Brilliantly on the above page I came across the quote: "DIFFERENCE OF OPINION HERE, GEOFF". Can you remember where you heard that? Answer at the bottom of this blog ... but you'll need to turn the screen upside down to read it. Geoffrey Wheeler, not just a quiz show voiceover, but also the man who urged us to get our Come and Praise hymn books out while listening to 'A service for schools' on Radio 4 on a Thursday morning. I learnt from that show about how the Soviets persecuted Christians and people hid their bibles and everything! Sing: "jet planes meeting in the air to be refueled are the things I know so well". Wheeler was also on Songs of Praise later - funny how he had time to fit in a show based on gambling around his christian commitments. Dig my biting topical satire 30 years on? I'm really getting up to speed at 36. STOP PRESS, this website reveals that he invented Winner Takes All too. Oh I've given away the answer. I love that there is a Wikipedia page about it. Most depressed to see that the talentless Bobby Davro did a version of the quiz for Challenge TV in 1997.
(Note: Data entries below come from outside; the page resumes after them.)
// Copyright (c) 2025 Zensical and contributors

// SPDX-License-Identifier: MIT
// Third-party contributions licensed under DCO

// Permission is hereby granted, free of charge, to any person obtaining a copy
// of this software and associated documentation files (the "Software"), to
// deal in the Software without restriction, including without limitation the
// rights to use, copy, modify, merge, publish, distribute, sublicense, and/or
// sell copies of the Software, and to permit persons to whom the Software is
// furnished to do so, subject to the following conditions:

// The above copyright notice and this permission notice shall be included in
// all copies or substantial portions of the Software.

// THE SOFTWARE IS PROVIDED "AS IS", WITHOUT WARRANTY OF ANY KIND, EXPRESS OR
// IMPLIED, INCLUDING BUT NOT LIMITED TO THE WARRANTIES OF MERCHANTABILITY,
// FITNESS FOR A PARTICULAR PURPOSE AND NON-INFRINGEMENT. IN NO EVENT SHALL THE
// AUTHORS OR COPYRIGHT HOLDERS BE LIABLE FOR ANY CLAIM, DAMAGES OR OTHER
// LIABILITY, WHETHER IN AN ACTION OF CONTRACT, TORT OR OTHERWISE, ARISING
// FROM, OUT OF OR IN CONNECTION WITH THE SOFTWARE OR THE USE OR OTHER DEALINGS
// IN THE SOFTWARE.

// ----------------------------------------------------------------------------

//! HTTP header.

// ----------------------------------------------------------------------------
// Enums
// ----------------------------------------------------------------------------

/// HTTP header.
///
/// The headers that take part in binding resolution and response creation.
/// Unknown headers can't be represented, which keeps lookups type-safe.
#[derive(Clone, Copy, Debug, PartialEq, Eq, PartialOrd, Ord, Hash)]
pub enum Header {
    /// Accept header
    Accept,
    /// Allow header
    Allow,
    /// Content-Length header
    ContentLength,
    /// Content-Type header
    ContentType,
}

// ----------------------------------------------------------------------------
// Implementations
// ----------------------------------------------------------------------------

impl Header {
    /// Returns the header name.
    ///
    /// # Examples
    ///
    /// ```
    /// use expose_http::Header;
    ///
    /// // Obtain header name
    /// assert_eq!(Header::ContentType.name(), "Content-Type");
    /// ```
    #[must_use]
    pub const fn name(&self) -> &'static str {
        match self {
            Header::Accept => "Accept",
            Header::Allow => "Allow",
            Header::ContentLength => "Content-Length",
            Header::ContentType => "Content-Type",
        }
    }
}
Aww, it's going round in my head now: "Autumn days when the grass is jewelled and the silk inside a chestnut shell"
Rapid cycling. Mark Curry was in Bugsy Malone. He played the producer ... and the ginger haired girl who pushed Blousie out of the way to do an outrageous audition was Bonnie Langford!
Finally this morning. I discovered in my web wanderings today that The Beatles had an animated series from 1965 to 1969 in the US. I'm sure it must have been shown in the UK? I've never seen it - though obviously have seen Yellow Submarine and it's ridiculous swirly colourful trumpet-nosedness. And, in another name blast from the past, I discover that Lance Percival did the voices for Paul and Ringo. I vaguely remember his flopppy blonde hair? Have I got the right guy? From panel shows in the 70s? I dunno, maybe from that afternoon gameshow The Cartoonists that had Bill Tidy, Willie Rushton and others being funny. Rapid rapid cycling. Lance: could be a twin of Tony Hart?
Question: who else had a little crush on Tiger from The Double Deckers? And what film do I remember The Double Deckers crossing over into?
Gotta go now. Is anyone on my wavelength?
1 comment:
The double Deckers also appeared in the film "The Magnificent Six and a Half", as far as I know.
"Here come the Double Deckers" was never shown on German TV, but I got hooked on it during the 90ties when the episodes were rerun on British TV. It was at a time when I have been to England fairly often and my friends started videotaping and sending over the episodes I missed.
Tiger was great!
All I remember about the Beatles cartoons is indeed the "Yellow Submarine". I didn't like it very much, though. I don't know, but I suppose it was too strange and noisy for me as a kid.